BRIEF
In the response, each entry below should appear again exactly as given.
*** DATA FOR PROCESSING Section Begins ***
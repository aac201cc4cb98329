//! 扫描选项与统计信息（模块）
use crate::error::ScanError;

/// 默认块大小（字节）
pub const DEFAULT_BLOCK_SIZE: usize = 4 * 1024; // 4 KiB
/// 默认缓冲池容量（块数）
pub const DEFAULT_POOL_SIZE: usize = 20;
/// 默认目标队列容量
pub const DEFAULT_TARGET_QUEUE_CAPACITY: usize = 1024;
/// 默认已填充块队列容量
pub const DEFAULT_BLOCK_QUEUE_CAPACITY: usize = 30;

/// 扫描选项
#[derive(Debug, Clone)]
pub struct ScanOptions {
    /// 单个块的固定容量（字节）
    pub block_size: usize,
    /// 缓冲池中预分配的块数；同时也是在途块数的上限
    pub block_pool_size: usize,
    /// 目标队列容量（待扫描目标）
    pub target_queue_capacity: usize,
    /// 读取阶段 → 检测阶段 的块队列容量
    pub block_queue_capacity: usize,
    /// 跨块边界检测：为 true 时将上一块末尾（最长签名长度 - 1）字节拼接到下一块之前再匹配；
    /// 默认 false，每块独立匹配，跨边界的签名不会被检出
    pub boundary_overlap: bool,
}

impl Default for ScanOptions {
    fn default() -> Self {
        Self {
            block_size: DEFAULT_BLOCK_SIZE,
            block_pool_size: DEFAULT_POOL_SIZE,
            target_queue_capacity: DEFAULT_TARGET_QUEUE_CAPACITY,
            block_queue_capacity: DEFAULT_BLOCK_QUEUE_CAPACITY,
            boundary_overlap: false,
        }
    }
}

impl ScanOptions {
    /// 校验选项：任何容量为 0 都会导致流水线无法推进
    pub fn validate(&self) -> Result<(), ScanError> {
        let checks = [
            ("block_size", self.block_size),
            ("block_pool_size", self.block_pool_size),
            ("target_queue_capacity", self.target_queue_capacity),
            ("block_queue_capacity", self.block_queue_capacity),
        ];
        for (name, value) in checks {
            if value == 0 {
                return Err(ScanError::Config(format!("{name} must be greater than zero")));
            }
        }
        Ok(())
    }
}

/// 扫描统计信息（便于 CLI 打印）
#[derive(Debug, Default, Clone, PartialEq, Eq)]
pub struct ScanStats {
    /// 成功读完的目标数
    pub targets_scanned: usize,
    /// 失败（跳过或中途中止）的目标数
    pub targets_failed: usize,
    /// 转发给检测阶段的块数
    pub blocks_read: u64,
    /// 实际读取的字节数
    pub bytes_read: u64,
    /// 产生的检测结果数
    pub detections: u64,
    /// 同时在途（已取出未归还）的最大块数，不超过 block_pool_size
    pub peak_blocks_in_flight: usize,
}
*** DATA FOR PROCESSING Section Ends ***
ANSWER TO THIS TASK
repository aac201cc4cb98329
//! 扫描选项与统计信息（模块）
use crate::error::ScanError;

/// 默认块大小（字节）
pub const DEFAULT_BLOCK_SIZE: usize = 4 * 1024; // 4 KiB
/// 默认缓冲池容量（块数）
pub const DEFAULT_POOL_SIZE: usize = 20;
/// 默认目标队列容量
pub const DEFAULT_TARGET_QUEUE_CAPACITY: usize = 1024;
/// 默认已填充块队列容量
pub const DEFAULT_BLOCK_QUEUE_CAPACITY: usize = 30;

/// 扫描选项
#[derive(Debug, Clone)]
pub struct ScanOptions {
    /// 单个块的固定容量（字节）
    pub block_size: usize,
    /// 缓冲池中预分配的块数；同时也是在途块数的上限
    pub block_pool_size: usize,
    /// 目标队列容量（待扫描目标）
    pub target_queue_capacity: usize,
    /// 读取阶段 → 检测阶段 的块队列容量
    pub block_queue_capacity: usize,
    /// 跨块边界检测：为 true 时将上一块末尾（最长签名长度 - 1）字节拼接到下一块之前再匹配；
    /// 默认 false，每块独立匹配，跨边界的签名不会被检出
    pub boundary_overlap: bool,
}

impl Default for ScanOptions {
    fn default() -> Self {
        Self {
            block_size: DEFAULT_BLOCK_SIZE,
            block_pool_size: DEFAULT_POOL_SIZE,
            target_queue_capacity: DEFAULT_TARGET_QUEUE_CAPACITY,
            block_queue_capacity: DEFAULT_BLOCK_QUEUE_CAPACITY,
            boundary_overlap: false,
        }
    }
}

impl ScanOptions {
    /// 校验选项：任何容量为 0 都会导致流水线无法推进
    pub fn validate(&self) -> Result<(), ScanError> {
        let checks = [
            ("block_size", self.block_size),
            ("block_pool_size", self.block_pool_size),
            ("target_queue_capacity", self.target_queue_capacity),
            ("block_queue_capacity", self.block_queue_capacity),
        ];
        for (name, value) in checks {
            if value == 0 {
                return Err(ScanError::Config(format!("{name} must be greater than zero")));
            }
        }
        Ok(())
    }
}

/// 扫描统计信息（便于 CLI 打印）
#[derive(Debug, Default, Clone, PartialEq, Eq)]
pub struct ScanStats {
    /// 成功读完的目标数
    pub targets_scanned: usize,
    /// 失败（跳过或中途中止）的目标数
    pub targets_failed: usize,
    /// 转发给检测阶段的块数
    pub blocks_read: u64,
    /// 实际读取的字节数
    pub bytes_read: u64,
    /// 产生的检测结果数
    pub detections: u64,
    /// 同时在途（已取出未归还）的最大块数，不超过 block_pool_size
    pub peak_blocks_in_flight: usize,
}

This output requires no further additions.